Task objective: Please return the whole listing word for word.

Excerpted data:

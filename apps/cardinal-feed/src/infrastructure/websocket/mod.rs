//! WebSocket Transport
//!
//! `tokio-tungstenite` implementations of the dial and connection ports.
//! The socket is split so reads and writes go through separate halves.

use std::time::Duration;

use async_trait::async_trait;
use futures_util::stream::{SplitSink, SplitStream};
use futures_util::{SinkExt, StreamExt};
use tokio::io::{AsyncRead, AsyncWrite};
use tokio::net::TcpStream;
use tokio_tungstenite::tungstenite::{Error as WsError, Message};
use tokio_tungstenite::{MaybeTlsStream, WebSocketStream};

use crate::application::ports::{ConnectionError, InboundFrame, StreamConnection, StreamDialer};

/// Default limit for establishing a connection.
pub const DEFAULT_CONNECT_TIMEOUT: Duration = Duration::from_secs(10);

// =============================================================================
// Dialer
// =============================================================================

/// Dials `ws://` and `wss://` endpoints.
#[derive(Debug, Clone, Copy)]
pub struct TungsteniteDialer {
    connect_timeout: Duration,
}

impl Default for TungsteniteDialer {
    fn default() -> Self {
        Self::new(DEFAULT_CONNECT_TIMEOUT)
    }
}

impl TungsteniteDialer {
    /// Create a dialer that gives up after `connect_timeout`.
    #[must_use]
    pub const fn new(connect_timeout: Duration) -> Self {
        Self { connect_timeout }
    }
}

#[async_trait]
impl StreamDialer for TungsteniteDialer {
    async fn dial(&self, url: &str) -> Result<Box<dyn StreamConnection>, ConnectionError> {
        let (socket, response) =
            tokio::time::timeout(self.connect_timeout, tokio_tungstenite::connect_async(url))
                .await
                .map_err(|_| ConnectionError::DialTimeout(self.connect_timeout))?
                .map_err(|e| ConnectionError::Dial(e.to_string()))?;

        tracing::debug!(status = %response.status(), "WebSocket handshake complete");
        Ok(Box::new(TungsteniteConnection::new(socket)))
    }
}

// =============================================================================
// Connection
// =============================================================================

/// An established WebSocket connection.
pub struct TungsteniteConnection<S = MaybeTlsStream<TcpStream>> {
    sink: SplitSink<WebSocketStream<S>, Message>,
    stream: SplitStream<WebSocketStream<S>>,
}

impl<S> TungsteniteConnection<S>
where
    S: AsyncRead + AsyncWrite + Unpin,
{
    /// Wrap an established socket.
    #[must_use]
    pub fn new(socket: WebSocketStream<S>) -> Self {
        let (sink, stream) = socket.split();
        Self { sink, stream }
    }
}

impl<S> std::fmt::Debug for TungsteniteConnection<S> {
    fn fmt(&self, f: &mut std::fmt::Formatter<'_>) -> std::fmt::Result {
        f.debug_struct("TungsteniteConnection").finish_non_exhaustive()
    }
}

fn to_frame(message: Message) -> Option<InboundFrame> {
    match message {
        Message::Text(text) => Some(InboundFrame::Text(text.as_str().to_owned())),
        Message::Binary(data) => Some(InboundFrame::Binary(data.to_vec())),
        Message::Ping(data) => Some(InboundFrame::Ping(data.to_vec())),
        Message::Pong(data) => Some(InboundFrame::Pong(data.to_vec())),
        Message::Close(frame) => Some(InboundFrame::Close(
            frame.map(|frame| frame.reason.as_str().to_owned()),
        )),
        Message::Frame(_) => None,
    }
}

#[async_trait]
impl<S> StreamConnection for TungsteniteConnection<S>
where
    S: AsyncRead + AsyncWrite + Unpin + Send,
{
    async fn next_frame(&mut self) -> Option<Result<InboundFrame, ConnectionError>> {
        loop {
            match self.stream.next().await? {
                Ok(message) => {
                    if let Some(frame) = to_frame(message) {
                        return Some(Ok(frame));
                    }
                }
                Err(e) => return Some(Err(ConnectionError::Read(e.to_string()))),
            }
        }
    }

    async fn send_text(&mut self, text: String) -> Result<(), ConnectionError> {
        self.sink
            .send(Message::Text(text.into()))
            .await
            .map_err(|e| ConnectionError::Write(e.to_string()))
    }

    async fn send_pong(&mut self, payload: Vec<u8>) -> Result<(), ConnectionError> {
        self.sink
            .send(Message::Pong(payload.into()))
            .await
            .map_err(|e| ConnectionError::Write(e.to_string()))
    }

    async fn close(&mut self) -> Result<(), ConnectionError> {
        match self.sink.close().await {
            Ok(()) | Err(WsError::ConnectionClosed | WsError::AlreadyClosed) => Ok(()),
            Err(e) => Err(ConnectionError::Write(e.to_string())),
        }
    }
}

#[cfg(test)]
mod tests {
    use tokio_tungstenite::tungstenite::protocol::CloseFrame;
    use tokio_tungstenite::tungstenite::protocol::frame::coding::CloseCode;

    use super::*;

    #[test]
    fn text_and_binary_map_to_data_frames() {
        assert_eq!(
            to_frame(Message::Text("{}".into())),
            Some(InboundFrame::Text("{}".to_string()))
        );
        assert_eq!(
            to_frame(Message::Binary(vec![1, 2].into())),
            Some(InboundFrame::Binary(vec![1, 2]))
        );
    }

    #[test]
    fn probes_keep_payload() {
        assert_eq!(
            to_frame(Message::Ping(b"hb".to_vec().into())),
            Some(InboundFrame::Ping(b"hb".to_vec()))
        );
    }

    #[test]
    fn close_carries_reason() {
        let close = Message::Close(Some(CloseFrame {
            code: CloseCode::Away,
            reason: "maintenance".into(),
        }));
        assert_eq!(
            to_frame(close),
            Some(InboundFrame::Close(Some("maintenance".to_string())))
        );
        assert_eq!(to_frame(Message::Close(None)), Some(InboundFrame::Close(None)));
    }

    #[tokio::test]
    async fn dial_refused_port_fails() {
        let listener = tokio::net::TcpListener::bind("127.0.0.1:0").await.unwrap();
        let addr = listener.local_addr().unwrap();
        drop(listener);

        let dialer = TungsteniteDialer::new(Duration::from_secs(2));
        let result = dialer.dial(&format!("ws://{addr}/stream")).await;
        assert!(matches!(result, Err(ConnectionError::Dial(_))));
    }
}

Answer to this problem:
filename apps/cardinal-feed/src/infrastructure/websocket/mod.rs
//! WebSocket Transport
//!
//! `tokio-tungstenite` implementations of the dial and connection ports.
//! The socket is split so reads and writes go through separate halves.

use std::time::Duration;

use async_trait::async_trait;
use futures_util::stream::{SplitSink, SplitStream};
use futures_util::{SinkExt, StreamExt};
use tokio::io::{AsyncRead, AsyncWrite};
use tokio::net::TcpStream;
use tokio_tungstenite::tungstenite::{Error as WsError, Message};
use tokio_tungstenite::{MaybeTlsStream, WebSocketStream};

use crate::application::ports::{ConnectionError, InboundFrame, StreamConnection, StreamDialer};

/// Default limit for establishing a connection.
pub const DEFAULT_CONNECT_TIMEOUT: Duration = Duration::from_secs(10);

// =============================================================================
// Dialer
// =============================================================================

/// Dials `ws://` and `wss://` endpoints.
#[derive(Debug, Clone, Copy)]
pub struct TungsteniteDialer {
    connect_timeout: Duration,
}

impl Default for TungsteniteDialer {
    fn default() -> Self {
        Self::new(DEFAULT_CONNECT_TIMEOUT)
    }
}

impl TungsteniteDialer {
    /// Create a dialer that gives up after `connect_timeout`.
    #[must_use]
    pub const fn new(connect_timeout: Duration) -> Self {
        Self { connect_timeout }
    }
}

#[async_trait]
impl StreamDialer for TungsteniteDialer {
    async fn dial(&self, url: &str) -> Result<Box<dyn StreamConnection>, ConnectionError> {
        let (socket, response) =
            tokio::time::timeout(self.connect_timeout, tokio_tungstenite::connect_async(url))
                .await
                .map_err(|_| ConnectionError::DialTimeout(self.connect_timeout))?
                .map_err(|e| ConnectionError::Dial(e.to_string()))?;

        tracing::debug!(status = %response.status(), "WebSocket handshake complete");
        Ok(Box::new(TungsteniteConnection::new(socket)))
    }
}

// =============================================================================
// Connection
// =============================================================================

/// An established WebSocket connection.
pub struct TungsteniteConnection<S = MaybeTlsStream<TcpStream>> {
    sink: SplitSink<WebSocketStream<S>, Message>,
    stream: SplitStream<WebSocketStream<S>>,
}

impl<S> TungsteniteConnection<S>
where
    S: AsyncRead + AsyncWrite + Unpin,
{
    /// Wrap an established socket.
    #[must_use]
    pub fn new(socket: WebSocketStream<S>) -> Self {
        let (sink, stream) = socket.split();
        Self { sink, stream }
    }
}

impl<S> std::fmt::Debug for TungsteniteConnection<S> {
    fn fmt(&self, f: &mut std::fmt::Formatter<'_>) -> std::fmt::Result {
        f.debug_struct("TungsteniteConnection").finish_non_exhaustive()
    }
}

fn to_frame(message: Message) -> Option<InboundFrame> {
    match message {
        Message::Text(text) => Some(InboundFrame::Text(text.as_str().to_owned())),
        Message::Binary(data) => Some(InboundFrame::Binary(data.to_vec())),
        Message::Ping(data) => Some(InboundFrame::Ping(data.to_vec())),
        Message::Pong(data) => Some(InboundFrame::Pong(data.to_vec())),
        Message::Close(frame) => Some(InboundFrame::Close(
            frame.map(|frame| frame.reason.as_str().to_owned()),
        )),
        Message::Frame(_) => None,
    }
}

#[async_trait]
impl<S> StreamConnection for TungsteniteConnection<S>
where
    S: AsyncRead + AsyncWrite + Unpin + Send,
{
    async fn next_frame(&mut self) -> Option<Result<InboundFrame, ConnectionError>> {
        loop {
            match self.stream.next().await? {
                Ok(message) => {
                    if let Some(frame) = to_frame(message) {
                        return Some(Ok(frame));
                    }
                }
                Err(e) => return Some(Err(ConnectionError::Read(e.to_string()))),
            }
        }
    }

    async fn send_text(&mut self, text: String) -> Result<(), ConnectionError> {
        self.sink
            .send(Message::Text(text.into()))
            .await
            .map_err(|e| ConnectionError::Write(e.to_string()))
    }

    async fn send_pong(&mut self, payload: Vec<u8>) -> Result<(), ConnectionError> {
        self.sink
            .send(Message::Pong(payload.into()))
            .await
            .map_err(|e| ConnectionError::Write(e.to_string()))
    }

    async fn close(&mut self) -> Result<(), ConnectionError> {
        match self.sink.close().await {
            Ok(()) | Err(WsError::ConnectionClosed | WsError::AlreadyClosed) => Ok(()),
            Err(e) => Err(ConnectionError::Write(e.to_string())),
        }
    }
}

#[cfg(test)]
mod tests {
    use tokio_tungstenite::tungstenite::protocol::CloseFrame;
    use tokio_tungstenite::tungstenite::protocol::frame::coding::CloseCode;

    use super::*;

    #[test]
    fn text_and_binary_map_to_data_frames() {
        assert_eq!(
            to_frame(Message::Text("{}".into())),
            Some(InboundFrame::Text("{}".to_string()))
        );
        assert_eq!(
            to_frame(Message::Binary(vec![1, 2].into())),
            Some(InboundFrame::Binary(vec![1, 2]))
        );
    }

    #[test]
    fn probes_keep_payload() {
        assert_eq!(
            to_frame(Message::Ping(b"hb".to_vec().into())),
            Some(InboundFrame::Ping(b"hb".to_vec()))
        );
    }

    #[test]
    fn close_carries_reason() {
        let close = Message::Close(Some(CloseFrame {
            code: CloseCode::Away,
            reason: "maintenance".into(),
        }));
        assert_eq!(
            to_frame(close),
            Some(InboundFrame::Close(Some("maintenance".to_string())))
        );
        assert_eq!(to_frame(Message::Close(None)), Some(InboundFrame::Close(None)));
    }

    #[tokio::test]
    async fn dial_refused_port_fails() {
        let listener = tokio::net::TcpListener::bind("127.0.0.1:0").await.unwrap();
        let addr = listener.local_addr().unwrap();
        drop(listener);

        let dialer = TungsteniteDialer::new(Duration::from_secs(2));
        let result = dialer.dial(&format!("ws://{addr}/stream")).await;
        assert!(matches!(result, Err(ConnectionError::Dial(_))));
    }
}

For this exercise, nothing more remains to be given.